**TASK PROMPT:**
Output every record exactly, and nothing more.

**Saved data entries:**
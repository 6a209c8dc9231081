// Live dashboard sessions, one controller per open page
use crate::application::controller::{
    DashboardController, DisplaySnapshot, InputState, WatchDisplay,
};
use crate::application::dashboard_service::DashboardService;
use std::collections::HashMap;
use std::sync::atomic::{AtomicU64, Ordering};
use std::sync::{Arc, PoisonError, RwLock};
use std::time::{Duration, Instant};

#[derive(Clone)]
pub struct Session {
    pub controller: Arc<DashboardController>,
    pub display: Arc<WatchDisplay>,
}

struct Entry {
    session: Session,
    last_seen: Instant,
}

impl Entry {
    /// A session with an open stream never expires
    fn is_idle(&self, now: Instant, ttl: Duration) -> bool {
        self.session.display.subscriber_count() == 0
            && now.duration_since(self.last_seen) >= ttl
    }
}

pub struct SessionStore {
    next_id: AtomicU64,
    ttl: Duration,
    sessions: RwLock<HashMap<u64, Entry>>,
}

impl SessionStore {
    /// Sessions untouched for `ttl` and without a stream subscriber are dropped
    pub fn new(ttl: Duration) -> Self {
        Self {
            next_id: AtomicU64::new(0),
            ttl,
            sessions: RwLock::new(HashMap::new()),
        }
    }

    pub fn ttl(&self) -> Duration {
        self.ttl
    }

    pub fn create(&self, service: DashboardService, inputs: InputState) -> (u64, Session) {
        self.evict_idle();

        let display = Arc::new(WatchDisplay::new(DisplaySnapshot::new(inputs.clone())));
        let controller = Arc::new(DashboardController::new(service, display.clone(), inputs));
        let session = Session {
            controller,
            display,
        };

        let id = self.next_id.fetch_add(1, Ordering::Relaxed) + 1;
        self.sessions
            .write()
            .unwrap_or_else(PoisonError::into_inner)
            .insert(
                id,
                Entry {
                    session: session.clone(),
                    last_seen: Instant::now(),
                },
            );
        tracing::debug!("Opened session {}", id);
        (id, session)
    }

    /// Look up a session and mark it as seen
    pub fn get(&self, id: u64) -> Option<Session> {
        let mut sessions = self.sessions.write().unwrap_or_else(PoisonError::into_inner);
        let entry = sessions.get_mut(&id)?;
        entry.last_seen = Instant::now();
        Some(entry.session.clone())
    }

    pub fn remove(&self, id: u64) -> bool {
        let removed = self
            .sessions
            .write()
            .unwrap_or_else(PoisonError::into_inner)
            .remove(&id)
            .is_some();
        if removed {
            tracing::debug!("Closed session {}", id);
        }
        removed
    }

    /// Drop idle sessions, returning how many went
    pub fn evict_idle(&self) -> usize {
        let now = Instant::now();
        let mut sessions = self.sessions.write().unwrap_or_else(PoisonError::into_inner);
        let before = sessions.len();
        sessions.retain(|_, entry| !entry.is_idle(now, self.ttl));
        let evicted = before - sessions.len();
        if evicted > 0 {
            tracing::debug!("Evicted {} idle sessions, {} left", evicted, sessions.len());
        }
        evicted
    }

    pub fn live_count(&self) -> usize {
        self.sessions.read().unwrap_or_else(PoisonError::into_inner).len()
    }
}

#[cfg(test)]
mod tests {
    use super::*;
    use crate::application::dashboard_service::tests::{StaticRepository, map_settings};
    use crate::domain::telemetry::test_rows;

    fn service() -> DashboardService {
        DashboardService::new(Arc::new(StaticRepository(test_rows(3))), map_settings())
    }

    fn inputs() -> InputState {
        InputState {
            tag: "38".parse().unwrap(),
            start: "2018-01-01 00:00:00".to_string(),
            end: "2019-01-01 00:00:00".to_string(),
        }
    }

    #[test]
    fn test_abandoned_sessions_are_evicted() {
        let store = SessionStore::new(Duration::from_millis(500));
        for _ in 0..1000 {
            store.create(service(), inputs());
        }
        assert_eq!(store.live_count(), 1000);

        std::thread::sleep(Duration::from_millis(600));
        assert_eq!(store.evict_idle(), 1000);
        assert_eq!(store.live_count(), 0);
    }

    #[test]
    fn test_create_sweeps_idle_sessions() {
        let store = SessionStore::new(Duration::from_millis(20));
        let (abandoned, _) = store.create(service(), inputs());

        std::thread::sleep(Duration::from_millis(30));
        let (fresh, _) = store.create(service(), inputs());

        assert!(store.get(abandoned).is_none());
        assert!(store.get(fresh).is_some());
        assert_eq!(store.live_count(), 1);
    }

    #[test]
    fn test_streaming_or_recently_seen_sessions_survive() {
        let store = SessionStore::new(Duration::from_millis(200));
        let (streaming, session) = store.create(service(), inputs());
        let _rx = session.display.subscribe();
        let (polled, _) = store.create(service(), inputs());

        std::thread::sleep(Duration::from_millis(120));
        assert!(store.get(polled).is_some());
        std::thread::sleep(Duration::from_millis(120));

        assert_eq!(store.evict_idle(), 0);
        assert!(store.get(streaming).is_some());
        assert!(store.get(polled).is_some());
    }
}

**SOLUTION FOR THIS TASK:**
repository 6a209c8dc9231081
// Live dashboard sessions, one controller per open page
use crate::application::controller::{
    DashboardController, DisplaySnapshot, InputState, WatchDisplay,
};
use crate::application::dashboard_service::DashboardService;
use std::collections::HashMap;
use std::sync::atomic::{AtomicU64, Ordering};
use std::sync::{Arc, PoisonError, RwLock};
use std::time::{Duration, Instant};

#[derive(Clone)]
pub struct Session {
    pub controller: Arc<DashboardController>,
    pub display: Arc<WatchDisplay>,
}

struct Entry {
    session: Session,
    last_seen: Instant,
}

impl Entry {
    /// A session with an open stream never expires
    fn is_idle(&self, now: Instant, ttl: Duration) -> bool {
        self.session.display.subscriber_count() == 0
            && now.duration_since(self.last_seen) >= ttl
    }
}

pub struct SessionStore {
    next_id: AtomicU64,
    ttl: Duration,
    sessions: RwLock<HashMap<u64, Entry>>,
}

impl SessionStore {
    /// Sessions untouched for `ttl` and without a stream subscriber are dropped
    pub fn new(ttl: Duration) -> Self {
        Self {
            next_id: AtomicU64::new(0),
            ttl,
            sessions: RwLock::new(HashMap::new()),
        }
    }

    pub fn ttl(&self) -> Duration {
        self.ttl
    }

    pub fn create(&self, service: DashboardService, inputs: InputState) -> (u64, Session) {
        self.evict_idle();

        let display = Arc::new(WatchDisplay::new(DisplaySnapshot::new(inputs.clone())));
        let controller = Arc::new(DashboardController::new(service, display.clone(), inputs));
        let session = Session {
            controller,
            display,
        };

        let id = self.next_id.fetch_add(1, Ordering::Relaxed) + 1;
        self.sessions
            .write()
            .unwrap_or_else(PoisonError::into_inner)
            .insert(
                id,
                Entry {
                    session: session.clone(),
                    last_seen: Instant::now(),
                },
            );
        tracing::debug!("Opened session {}", id);
        (id, session)
    }

    /// Look up a session and mark it as seen
    pub fn get(&self, id: u64) -> Option<Session> {
        let mut sessions = self.sessions.write().unwrap_or_else(PoisonError::into_inner);
        let entry = sessions.get_mut(&id)?;
        entry.last_seen = Instant::now();
        Some(entry.session.clone())
    }

    pub fn remove(&self, id: u64) -> bool {
        let removed = self
            .sessions
            .write()
            .unwrap_or_else(PoisonError::into_inner)
            .remove(&id)
            .is_some();
        if removed {
            tracing::debug!("Closed session {}", id);
        }
        removed
    }

    /// Drop idle sessions, returning how many went
    pub fn evict_idle(&self) -> usize {
        let now = Instant::now();
        let mut sessions = self.sessions.write().unwrap_or_else(PoisonError::into_inner);
        let before = sessions.len();
        sessions.retain(|_, entry| !entry.is_idle(now, self.ttl));
        let evicted = before - sessions.len();
        if evicted > 0 {
            tracing::debug!("Evicted {} idle sessions, {} left", evicted, sessions.len());
        }
        evicted
    }

    pub fn live_count(&self) -> usize {
        self.sessions.read().unwrap_or_else(PoisonError::into_inner).len()
    }
}

#[cfg(test)]
mod tests {
    use super::*;
    use crate::application::dashboard_service::tests::{StaticRepository, map_settings};
    use crate::domain::telemetry::test_rows;

    fn service() -> DashboardService {
        DashboardService::new(Arc::new(StaticRepository(test_rows(3))), map_settings())
    }

    fn inputs() -> InputState {
        InputState {
            tag: "38".parse().unwrap(),
            start: "2018-01-01 00:00:00".to_string(),
            end: "2019-01-01 00:00:00".to_string(),
        }
    }

    #[test]
    fn test_abandoned_sessions_are_evicted() {
        let store = SessionStore::new(Duration::from_millis(500));
        for _ in 0..1000 {
            store.create(service(), inputs());
        }
        assert_eq!(store.live_count(), 1000);

        std::thread::sleep(Duration::from_millis(600));
        assert_eq!(store.evict_idle(), 1000);
        assert_eq!(store.live_count(), 0);
    }

    #[test]
    fn test_create_sweeps_idle_sessions() {
        let store = SessionStore::new(Duration::from_millis(20));
        let (abandoned, _) = store.create(service(), inputs());

        std::thread::sleep(Duration::from_millis(30));
        let (fresh, _) = store.create(service(), inputs());

        assert!(store.get(abandoned).is_none());
        assert!(store.get(fresh).is_some());
        assert_eq!(store.live_count(), 1);
    }

    #[test]
    fn test_streaming_or_recently_seen_sessions_survive() {
        let store = SessionStore::new(Duration::from_millis(200));
        let (streaming, session) = store.create(service(), inputs());
        let _rx = session.display.subscribe();
        let (polled, _) = store.create(service(), inputs());

        std::thread::sleep(Duration::from_millis(120));
        assert!(store.get(polled).is_some());
        std::thread::sleep(Duration::from_millis(120));

        assert_eq!(store.evict_idle(), 0);
        assert!(store.get(streaming).is_some());
        assert!(store.get(polled).is_some());
    }
}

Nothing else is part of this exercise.